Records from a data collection

----------------

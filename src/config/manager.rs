use std::collections::{BTreeMap, HashSet};
use std::fmt;
use std::io;
use std::path::{Path, PathBuf};

use super::io::{read_config_file, write_config_file};
use super::path::{config_path, config_path_in, validate_config_name};
use crate::error::{Error, Result};
use crate::logger::{LogFacade, Logger};
use crate::models::{ConfigItem, ConfigValue};
use crate::prompt::{default_prompter, prompt_value, PromptRequest, Prompter};

/// Values read back from the config file, keyed by item name.
pub type ConfigMap = BTreeMap<String, ConfigValue>;

/// `errno` reported for a cancelled `configure`.
pub const EINTR: i32 = 4;

/// Outcome of [`ConfigManager::configure`].
#[derive(Debug)]
pub enum ConfigureStatus {
    /// Every item was answered and the file was written.
    Success,
    /// The user cancelled; nothing was written.
    Interrupted,
    /// Answers were collected but writing the file failed.
    Filesystem(io::Error),
}

impl ConfigureStatus {
    /// Process exit code: 0, `EINTR`, or the OS error code of the failed write.
    pub fn code(&self) -> i32 {
        match self {
            Self::Success => 0,
            Self::Interrupted => EINTR,
            Self::Filesystem(e) => e.raw_os_error().unwrap_or(1),
        }
    }

    pub fn is_success(&self) -> bool {
        matches!(self, Self::Success)
    }
}

/// Owns the item list and the location of the config file.
pub struct ConfigManager {
    config_name: String,
    config_items: Vec<ConfigItem>,
    config_filepath: PathBuf,
    logger: Box<dyn Logger>,
}

impl fmt::Debug for ConfigManager {
    fn fmt(&self, f: &mut fmt::Formatter<'_>) -> fmt::Result {
        f.debug_struct("ConfigManager")
            .field("config_name", &self.config_name)
            .field("config_items", &self.config_items)
            .field("config_filepath", &self.config_filepath)
            .finish_non_exhaustive()
    }
}

impl ConfigManager {
    /// Manager for `~/.{config_name}`.
    ///
    /// # Examples
    ///
    /// ```no_run
    /// use appconfig::{ConfigItem, ConfigManager};
    ///
    /// let items = vec![ConfigItem::builder("path").initial_value(".").build()?];
    /// let manager = ConfigManager::new(".myapp", items)?;
    /// assert!(manager.config_filepath().ends_with(".myapp"));
    /// # Ok::<(), appconfig::Error>(())
    /// ```
    pub fn new(config_name: &str, config_items: Vec<ConfigItem>) -> Result<Self> {
        validate_config_name(config_name)?;
        let config_filepath = config_path(config_name)?;
        Self::build(config_name, config_items, config_filepath)
    }

    /// Same as [`ConfigManager::new`] but rooted at `base_dir` instead of the
    /// home directory.
    pub fn with_base_dir(
        base_dir: &Path,
        config_name: &str,
        config_items: Vec<ConfigItem>,
    ) -> Result<Self> {
        validate_config_name(config_name)?;
        let config_filepath = config_path_in(base_dir, config_name);
        Self::build(config_name, config_items, config_filepath)
    }

    fn build(
        config_name: &str,
        config_items: Vec<ConfigItem>,
        config_filepath: PathBuf,
    ) -> Result<Self> {
        let mut seen = HashSet::new();
        for item in &config_items {
            if !seen.insert(item.name()) {
                return Err(Error::invalid_name(item.name(), "duplicate config item name"));
            }
        }

        Ok(Self {
            config_name: config_name.to_string(),
            config_items,
            config_filepath,
            logger: Box::new(LogFacade),
        })
    }

    /// Replace the default `log`-backed logger.
    pub fn with_logger(mut self, logger: Box<dyn Logger>) -> Self {
        self.logger = logger;
        self
    }

    pub fn config_name(&self) -> &str {
        &self.config_name
    }

    pub fn config_items(&self) -> &[ConfigItem] {
        &self.config_items
    }

    pub fn config_filepath(&self) -> &Path {
        &self.config_filepath
    }

    /// Whether a regular file exists at [`ConfigManager::config_filepath`].
    pub fn exists(&self) -> bool {
        self.config_filepath.is_file()
    }

    /// Read saved values for the configured items.
    ///
    /// A missing file yields an empty map. Values are returned as stored,
    /// without coercion to the item's type. Keys that are not configured are
    /// ignored. Fails if any required item is absent, naming all of them.
    pub fn load(&self, path: Option<&Path>) -> Result<ConfigMap> {
        let path = path.unwrap_or(&self.config_filepath);

        let Some(loaded) = read_config_file(path)? else {
            self.logger
                .debug(&format!("config file not found: path='{}'", path.display()));
            return Ok(ConfigMap::new());
        };
        self.logger.debug(&format!(
            "config file loaded: path='{}', entries={}",
            path.display(),
            loaded.len()
        ));

        let mut valid = ConfigMap::new();
        let mut missing = Vec::new();

        for item in &self.config_items {
            let Some(raw) = loaded.get(item.name()) else {
                if item.required() {
                    missing.push(item.name().to_string());
                }
                continue;
            };
            let value = ConfigValue::from_json(raw).ok_or_else(|| Error::UnsupportedValue {
                key: item.name().to_string(),
            })?;
            valid.insert(item.name().to_string(), value);
        }

        self.logger.debug(&format!(
            "valid loaded configurations: {}/{}",
            valid.len(),
            loaded.len()
        ));

        if !missing.is_empty() {
            return Err(Error::MissingRequiredConfig { names: missing });
        }
        Ok(valid)
    }

    /// Prompt for every item with the default prompter and write the file.
    pub fn configure(&self) -> Result<ConfigureStatus> {
        let mut prompter = default_prompter();
        self.configure_with(prompter.as_mut())
    }

    /// Prompt for every item through `prompter` and write the file.
    ///
    /// Load errors abort before any prompt. A cancelled prompt returns
    /// [`ConfigureStatus::Interrupted`] and leaves the file untouched.
    pub fn configure_with(&self, prompter: &mut dyn Prompter) -> Result<ConfigureStatus> {
        let old_config = self.load(None)?;
        let mut new_config = Vec::with_capacity(self.config_items.len());

        for item in &self.config_items {
            let old_value = old_config
                .get(item.name())
                .unwrap_or_else(|| item.initial_value());
            let request = PromptRequest::for_item(item, old_value);

            let value = match self.ask(prompter, item, &request) {
                Ok(value) => value,
                Err(Error::Interrupted) => {
                    self.logger.debug("keyboard interrupt");
                    return Ok(ConfigureStatus::Interrupted);
                }
                Err(e) => return Err(e),
            };
            new_config.push((item.name().to_string(), value));
        }

        self.logger
            .debug(&format!("written {} configurations", self.config_items.len()));

        Ok(self.write_config(&new_config))
    }

    /// Required items are asked again until the answer is truthy.
    fn ask(
        &self,
        prompter: &mut dyn Prompter,
        item: &ConfigItem,
        request: &PromptRequest,
    ) -> Result<ConfigValue> {
        loop {
            let value = prompt_value(prompter, request)?;
            if !item.required() || value.is_truthy() {
                return Ok(value);
            }
        }
    }

    fn write_config(&self, entries: &[(String, ConfigValue)]) -> ConfigureStatus {
        if let Err(e) = write_config_file(&self.config_filepath, entries) {
            self.logger.error(&format!(
                "failed to write '{}': {e}",
                self.config_filepath.display()
            ));
            return ConfigureStatus::Filesystem(e);
        }

        self.logger.debug(&format!(
            "written configurations to '{}'",
            self.config_filepath.display()
        ));
        ConfigureStatus::Success
    }
}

----------------

● **BRIEF**
Your answer should be a single number: the count of lines in the records that contain "LogFacade".

● **OUTPUT OF THE EXERCISE**
2